Midterm elections are approaching
Friday’s report can be one of the last major economic releases before the midterm elections in November. The next round of jobs data will come four days before Election Day, by which point most voters’ minds may be made up.
Republicans are counting on the strong economy to help hold off a potential “blue wave” of Democratic victories inside the House along with Senate. President Trump has repeatedly played up the low unemployment rate as evidence of which his policies are working. the idea isn’t clear, however, of which economic data will have much effect at the polls. Surveys show of which views of the economy are split along partisan lines, with Democrats along with even many independents expressing less optimism than Republicans.
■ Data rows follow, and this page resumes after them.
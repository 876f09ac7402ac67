//! Environment variable overrides layered on top of the config file.
//!
//! Every config key maps to `GP_<KEY>` with dots replaced by underscores
//! and upper-cased, so `grafana.url` becomes `GP_GRAFANA_URL`. A set
//! variable always wins over the file value, even when empty.

use super::model::Config;
use crate::error::GrafanaProxyError;

pub const ENV_PREFIX: &str = "GP";

type Setter = fn(&mut Config, &str, String) -> Result<(), GrafanaProxyError>;

/// Every key that can be overridden, in the order overrides are applied.
const OVERRIDES: &[(&str, Setter)] = &[
    ("grafana.url", |c: &mut Config, _: &str, v: String| {
        c.grafana.url = v;
        Ok(())
    }),
    ("grafana.cacerts", |c: &mut Config, _: &str, v: String| {
        c.grafana.cacerts = v;
        Ok(())
    }),
    ("grafana.datasource", |c: &mut Config, var: &str, v: String| {
        c.grafana.datasource = parse_number(var, &v)?;
        Ok(())
    }),
    ("grafana.key", |c: &mut Config, _: &str, v: String| {
        c.grafana.key = v;
        Ok(())
    }),
    ("grafana.timeout", |c: &mut Config, var: &str, v: String| {
        c.grafana.timeout = parse_number(var, &v)?;
        Ok(())
    }),
    ("server.address", |c: &mut Config, _: &str, v: String| {
        c.server.address = v;
        Ok(())
    }),
    ("log.level", |c: &mut Config, _: &str, v: String| {
        c.log.level = v;
        Ok(())
    }),
];

/// Keys that can be overridden from the environment.
pub fn keys() -> impl Iterator<Item = &'static str> {
    OVERRIDES.iter().map(|(key, _)| *key)
}

/// Environment variable name for a dotted config key.
#[must_use]
pub fn env_key(key: &str) -> String {
    format!("{ENV_PREFIX}_{}", key.replace('.', "_").to_uppercase())
}

fn parse_number(var: &str, value: &str) -> Result<u64, GrafanaProxyError> {
    value
        .trim()
        .parse::<u64>()
        .map_err(|e| GrafanaProxyError::EnvOverride {
            var: var.to_string(),
            value: value.to_string(),
            message: e.to_string(),
        })
}

/// Apply overrides found through `lookup` and return the keys that were set.
///
/// `lookup` receives the environment variable name; production callers pass
/// `|k| std::env::var(k).ok()`.
pub fn apply_overrides<F>(
    config: &mut Config,
    lookup: F,
) -> Result<Vec<&'static str>, GrafanaProxyError>
where
    F: Fn(&str) -> Option<String>,
{
    let mut applied = Vec::new();

    for (key, set) in OVERRIDES {
        let var = env_key(key);
        if let Some(value) = lookup(&var) {
            set(config, &var, value)?;
            applied.push(*key);
        }
    }

    Ok(applied)
}
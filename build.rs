//! Build script embedding the short git hash shown at startup.
//!
//! Sets `GRAFANA_PROXY_GIT_SHORT` for `env!()` in `cmd`. Falls back to
//! `"unknown"` when git is unavailable (e.g. Docker builds without `.git`).

use std::process::Command;

/// Try an override env var first (for Docker builds), then fall back to git.
fn git_or_env(env_key: &str, args: &[&str]) -> String {
    std::env::var(env_key)
        .ok()
        .filter(|s| !s.is_empty() && s != "unknown")
        .unwrap_or_else(|| {
            Command::new("git")
                .args(args)
                .output()
                .ok()
                .filter(|o| o.status.success())
                .and_then(|o| String::from_utf8(o.stdout).ok())
                .map(|s| s.trim().to_string())
                .filter(|s| !s.is_empty())
                .unwrap_or_else(|| "unknown".into())
        })
}

fn main() {
    // Re-run when HEAD changes (branch switch, new commit)
    println!("cargo:rerun-if-changed=.git/HEAD");
    println!("cargo:rerun-if-changed=.git/refs");
    println!("cargo:rerun-if-env-changed=GRAFANA_PROXY_GIT_SHORT_OVERRIDE");

    println!(
        "cargo:rustc-env=GRAFANA_PROXY_GIT_SHORT={}",
        git_or_env(
            "GRAFANA_PROXY_GIT_SHORT_OVERRIDE",
            &["rev-parse", "--short", "HEAD"]
        )
    );
}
Economists will also be watching Friday’s report for any sign of which Mr. Trump’s tariffs are hurting the economy. Many companies have expressed concern about the president’s trade policies, yet there have been few concrete signs of damage so far. Manufacturing employment fell slightly in August, yet many economists suspect the drop was a blip; some other measures of of which industry have been strong.
“We’re still seeing pretty decent hiring in manufacturing,” said Andrew Chamberlain, chief economist at the career site Glassdoor. “Tariffs have been talked about for months, yet the real economic impact can be just starting to be felt today.”
How many workers are still left out?
Beyond the headline jobs figures, one number of which will get particular attention through economists This kind of month will be the labor force participation rate. the idea’s an important way to answer a crucial question: How many workers are left on the sidelines?
The unemployment rate, by most economists’ estimation, can be about as low as the idea can get. yet the official definition of “unemployment” includes only people who are actively looking for work along with available to start right away. Recent job growth has come in part through the larger pool of workers who wanted to work — or were willing to work under the right conditions — yet weren’t actively searching. yet no one can be sure how many of those people are left.
If there can be a rise inside the labor force participation rate — the share of adults who are working or actively looking for work — of which would likely be a sign of which there are still more people available to come into the job market. yet if the idea falls, of which could mean the reserve of potential workers can be nearly tapped. Lately, the idea has been more or less flat, as people entering the labor force are offset by retiring baby boomers.